[Collected data]
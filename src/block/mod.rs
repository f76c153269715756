//! LZVN block decompression.
//!
//! This module contains the opcode classifier and the bounds-checked decode
//! engine, plus a rayon-backed helper for decoding many blocks at once.

pub mod batch;
pub mod decompress_api;
pub mod decompress_core;
pub mod types;

// Re-export the most important public API items at the module level.
pub use batch::{decompress_batch, decompress_batch_uniform};
pub use decompress_api::{
    decompress, decompress_block_to_vec, decompress_sized, decompress_summary,
    LZVN_MAX_BUFFER_SIZE,
};
pub use decompress_core::{
    read_token, DecodeSummary, DecompressError, Instruction, InvalidArgument, OutOfBounds,
};
pub use types::{classify, OpcodeType, Token, OPCODE_TYPES};
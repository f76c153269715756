// cli/arg_utils.rs: Argument helpers shared by the parser and the config layer.

use crate::block::types::{GB, KB, MB};
use crate::config::LZVN_EXTENSION;

/// Parses a byte count with an optional size suffix.
///
/// Recognised suffixes (case-sensitive):
///   `K` / `KB` / `KiB`  → multiply by 1 024
///   `M` / `MB` / `MiB`  → multiply by 1 048 576
///   `G` / `GB` / `GiB`  → multiply by 1 073 741 824
///
/// Unlike a bare integer parse, overflow and trailing characters are errors.
pub fn parse_size(s: &str) -> Result<usize, String> {
    let digits_end = s.bytes().take_while(u8::is_ascii_digit).count();
    if digits_end == 0 {
        return Err(format!("invalid size '{s}': expected a number"));
    }
    let (digits, suffix) = s.split_at(digits_end);
    let value: usize = digits
        .parse()
        .map_err(|_| format!("invalid size '{s}': number too large"))?;

    let unit = match suffix {
        "" => 1,
        "K" | "KB" | "KiB" => KB,
        "M" | "MB" | "MiB" => MB,
        "G" | "GB" | "GiB" => GB,
        _ => return Err(format!("invalid size '{s}': unknown suffix '{suffix}'")),
    };
    value
        .checked_mul(unit)
        .ok_or_else(|| format!("invalid size '{s}': number too large"))
}

/// Derive the output file name for a compressed input by stripping the
/// `.lzvn` extension.
///
/// Returns `None` when `input` does not end in `.lzvn`, or is nothing but the
/// extension.
pub fn strip_lzvn_extension(input: &str) -> Option<&str> {
    let stem = input.strip_suffix(LZVN_EXTENSION)?;
    if stem.is_empty() || stem.ends_with('/') || stem.ends_with('\\') {
        None
    } else {
        Some(stem)
    }
}
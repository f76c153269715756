#![no_main]
use libfuzzer_sys::fuzz_target;

// A smaller output capacity must never change the bytes that fit in it.
fuzz_target!(|input: (u16, &[u8])| {
    let (capacity, data) = input;
    let mut full = vec![0u8; 1 << 16];
    let Ok(full_len) = lzvn::decompress(data, &mut full) else {
        return;
    };

    let mut short = vec![0u8; capacity as usize];
    match lzvn::decompress(data, &mut short) {
        Ok(n) => {
            assert!(n <= full_len);
            assert_eq!(&short[..n], &full[..n]);
        }
        // The instruction that straddles the smaller capacity may not fit.
        Err(lzvn::DecompressError::OutOfBounds { .. }) => {
            assert!((capacity as usize) < full_len);
        }
        Err(e) => panic!("capacity {capacity}: {e}"),
    }
});
//! Public LZVN block decompression API.
//!
//!   - [`decompress`]             : slice in, slice out, returns bytes written
//!   - [`decompress_summary`]     : same, also reporting input consumed
//!   - [`decompress_sized`]       : explicit sizes with in/out output size
//!   - [`decompress_block_to_vec`]: allocating convenience wrapper
//!
//! All functions are safe and never panic on malformed input.  The output
//! buffer belongs to the caller; nothing is allocated except by
//! [`decompress_block_to_vec`].

use super::decompress_core::{decompress_generic, DecodeSummary, DecompressError, InvalidArgument};

/// Largest size accepted for either buffer (mirrors `SSIZE_MAX`).
pub const LZVN_MAX_BUFFER_SIZE: usize = isize::MAX as usize;

/// Decompress an LZVN block into `dst`, using `dst.len()` as the capacity.
///
/// Returns the number of bytes written.  Filling `dst` before reaching the
/// end-of-stream opcode is not an error.
pub fn decompress(src: &[u8], dst: &mut [u8]) -> Result<usize, DecompressError> {
    decompress_generic(src, dst).map(|summary| summary.written)
}

/// Like [`decompress`], but also reports how much of `src` was consumed and
/// whether the block ended with an end-of-stream opcode.
pub fn decompress_summary(src: &[u8], dst: &mut [u8]) -> Result<DecodeSummary, DecompressError> {
    decompress_generic(src, dst)
}

/// Decompress the first `src_size` bytes of `src` into at most `*dst_size`
/// bytes of `dst`.
///
/// On success `*dst_size` is overwritten with the number of bytes produced.
/// On failure it is left unchanged.
///
/// Fails with [`DecompressError::InvalidArgument`] when a declared size
/// exceeds its buffer or [`LZVN_MAX_BUFFER_SIZE`].
pub fn decompress_sized(
    src: &[u8],
    src_size: usize,
    dst: &mut [u8],
    dst_size: &mut usize,
) -> Result<(), DecompressError> {
    if src_size > LZVN_MAX_BUFFER_SIZE || src_size > src.len() {
        return Err(InvalidArgument::InputSizeTooLarge.into());
    }
    let capacity = *dst_size;
    if capacity > LZVN_MAX_BUFFER_SIZE || capacity > dst.len() {
        return Err(InvalidArgument::OutputSizeTooLarge.into());
    }
    let written = decompress(&src[..src_size], &mut dst[..capacity])?;
    *dst_size = written;
    Ok(())
}

/// Decompress `src` into a freshly allocated buffer of at most `capacity`
/// bytes, truncated to the decoded length.
pub fn decompress_block_to_vec(src: &[u8], capacity: usize) -> Result<Vec<u8>, DecompressError> {
    if capacity > LZVN_MAX_BUFFER_SIZE {
        return Err(InvalidArgument::OutputSizeTooLarge.into());
    }
    let mut dst = vec![0u8; capacity];
    let written = decompress(src, &mut dst)?;
    dst.truncate(written);
    Ok(dst)
}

What to do:
Say how many lines of the preceding data include the word "allocated". The number is the whole answer.

Completed exercise:
2